Pierre Pujo a repris la parole pour annoncer que l’Action française se donnait pour principal objectif au cours des mois qui viennent de faire échec à la “constitution européenne”. Pour cela elle travaillera à rassembler les patriotes de toutes origines. Au delà du souverainisme elle se propose de les guider vers le nationalisme et la monarchie.
Cérémonie patriotique
À l’issue de la réunion les participants se sont transportés près de Lignières devant le monument dédié aux morts pour la France de toutes les guerres.
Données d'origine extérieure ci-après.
//! The Type Representation component (spec §3, §4.2).
//!
//! A [`Type`] is a small, `Copy`-free but cheaply `Clone`-able value: a
//! specifier tag, a qualifier set, an alignment override, and a payload
//! that indexes into the translation unit's [`crate::arena::TypeArena`] for
//! anything that isn't a fixed-size fact about the specifier itself.

mod combine;
mod dump;
mod ops;

pub use combine::{combine, combine_unchecked, wrap_pointer, CombineError};
pub use dump::dump;
pub use ops::{elem_type, eql, has_incomplete_size, integer_promotion, is_callable, is_unsigned_int, sizeof};

use crate::arena::{ArrayId, EnumId, FunctionId, PointeeId, RecordId, VlaId};

/// The closed set of type specifier tags (spec §3).
#[derive(Debug, Clone, Copy, PartialEq, Eq, Hash)]
pub enum Specifier {
    Void,
    Bool,

    Char,
    SChar,
    UChar,
    Short,
    UShort,
    Int,
    UInt,
    Long,
    ULong,
    LongLong,
    ULongLong,

    Float,
    Double,
    LongDouble,
    ComplexFloat,
    ComplexDouble,
    ComplexLongDouble,

    Pointer,
    Array,
    StaticArray,
    IncompleteArray,
    VariableLenArray,
    UnspecifiedVariableLenArray,
    Func,
    VarArgsFunc,
    OldStyleFunc,
    Struct,
    Union,
    Enum,
}

impl Specifier {
    pub fn is_integer(self) -> bool {
        use Specifier::*;
        matches!(
            self,
            Bool | Char
                | SChar
                | UChar
                | Short
                | UShort
                | Int
                | UInt
                | Long
                | ULong
                | LongLong
                | ULongLong
        )
    }

    pub fn is_float(self) -> bool {
        use Specifier::*;
        matches!(
            self,
            Float | Double | LongDouble | ComplexFloat | ComplexDouble | ComplexLongDouble
        )
    }

    pub fn is_array(self) -> bool {
        use Specifier::*;
        matches!(
            self,
            Array | StaticArray | IncompleteArray | VariableLenArray | UnspecifiedVariableLenArray
        )
    }

    pub fn is_func(self) -> bool {
        use Specifier::*;
        matches!(self, Func | VarArgsFunc | OldStyleFunc)
    }

    pub fn is_enum_or_record(self) -> bool {
        matches!(self, Specifier::Struct | Specifier::Union | Specifier::Enum)
    }

    pub fn is_vla(self) -> bool {
        matches!(
            self,
            Specifier::VariableLenArray | Specifier::UnspecifiedVariableLenArray
        )
    }
}

/// Independent qualifier bits (spec §3).
#[derive(Debug, Clone, Copy, PartialEq, Eq, Default, Hash)]
pub struct Qualifiers {
    pub const_: bool,
    pub volatile: bool,
    pub restrict: bool,
    pub atomic: bool,
}

impl Qualifiers {
    pub const NONE: Qualifiers = Qualifiers {
        const_: false,
        volatile: false,
        restrict: false,
        atomic: false,
    };

    pub fn is_empty(self) -> bool {
        self == Qualifiers::NONE
    }

    /// Merges two qualifier sets, reporting which bits were already set
    /// (i.e. duplicated) in `self`.
    pub fn union_reporting_duplicates(self, other: Qualifiers) -> (Qualifiers, Qualifiers) {
        let dup = Qualifiers {
            const_: self.const_ && other.const_,
            volatile: self.volatile && other.volatile,
            restrict: self.restrict && other.restrict,
            atomic: self.atomic && other.atomic,
        };
        let merged = Qualifiers {
            const_: self.const_ || other.const_,
            volatile: self.volatile || other.volatile,
            restrict: self.restrict || other.restrict,
            atomic: self.atomic || other.atomic,
        };
        (merged, dup)
    }
}

/// The specifier-dependent auxiliary payload (spec §3 invariant 1).
#[derive(Debug, Clone, Copy, PartialEq, Eq, Hash)]
pub enum Payload {
    None,
    Pointee(PointeeId),
    Function(FunctionId),
    Array(ArrayId),
    Vla(VlaId),
    Record(RecordId),
    Enum(EnumId),
}

/// A struct/union field (spec §3 "Record").
#[derive(Debug, Clone)]
pub struct Field {
    pub name: Box<str>,
    pub ty: Type,
    /// `0` means "not a bit-field".
    pub bit_width: u32,
    pub offset: u32,
}

/// A single `enum` constant: name, the enum's tag type, and its value.
#[derive(Debug, Clone)]
pub struct Enumerator {
    pub name: Box<str>,
    pub ty: Type,
    pub value: u64,
}

/// A C type. Cheap to copy by value; any recursive structure lives in the
/// arena and is reached through `payload`.
#[derive(Debug, Clone, Copy, PartialEq, Eq, Hash)]
pub struct Type {
    pub specifier: Specifier,
    pub qualifiers: Qualifiers,
    /// `0` means "natural alignment for the specifier".
    pub alignment: u32,
    pub payload: Payload,
}

impl Type {
    /// Builds a fundamental (non-derived) type with no payload and default
    /// qualifiers/alignment — the common case for specifier finalization.
    pub fn fundamental(specifier: Specifier) -> Type {
        Type {
            specifier,
            qualifiers: Qualifiers::NONE,
            alignment: 0,
            payload: Payload::None,
        }
    }

    pub fn with_qualifiers(mut self, qualifiers: Qualifiers) -> Type {
        self.qualifiers = qualifiers;
        self
    }

    pub const VOID: Type = Type {
        specifier: Specifier::Void,
        qualifiers: Qualifiers::NONE,
        alignment: 0,
        payload: Payload::None,
    };

    pub const INT: Type = Type {
        specifier: Specifier::Int,
        qualifiers: Qualifiers::NONE,
        alignment: 0,
        payload: Payload::None,
    };

    pub fn is_void_unqualified(&self) -> bool {
        self.specifier == Specifier::Void && self.qualifiers.is_empty()
    }
}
Une cérémonie s’est déroulée au présence de S.A.R. le prince Sixte-Henri de Bourbon Parme, de l’adjoint au maire de Saint-Hilaire-en-Lignières, du maire de Lignières et de Mme Jean Labadie.
Les gendarmes, la musique locale et une délégation des pompiers étaient aussi présents. Le drapeau tricolore a été hissé par un étudiant d’A.F., et une gerbe déposée par une étudiante. Après une minute de silence l’adjoint au maire de Saint-Hilaire-en-Lignières a prononcé quelques paroles d’accueil. Alain Labadie a relaté les circonstances de la construction de ce monument édifié en 1989 à l’initiative de son père Jean Labadie, président de l’association des réfractaires et maquisards de France. Dans une urne il contient des terres de toutes les provinces où des combats se sont déroulés.
Pierre Pujo a rappelé enfin que depuis l’avènement de Hugues Capet, la France avait été souvent exposée aux invasions et qu’il convenait de s’occuper de préserver l’indépendance nationale en temps de paix pour ne pas avoir à la défendre avec des armes en temps de guerre. Une sonnerie de trompette a marqué la fin d’une cérémonie chargée de sens.
Tout le public a été ensuite invité à se rendre au château de Lignières pour boire le verre de l’amitié offert par l’Action française.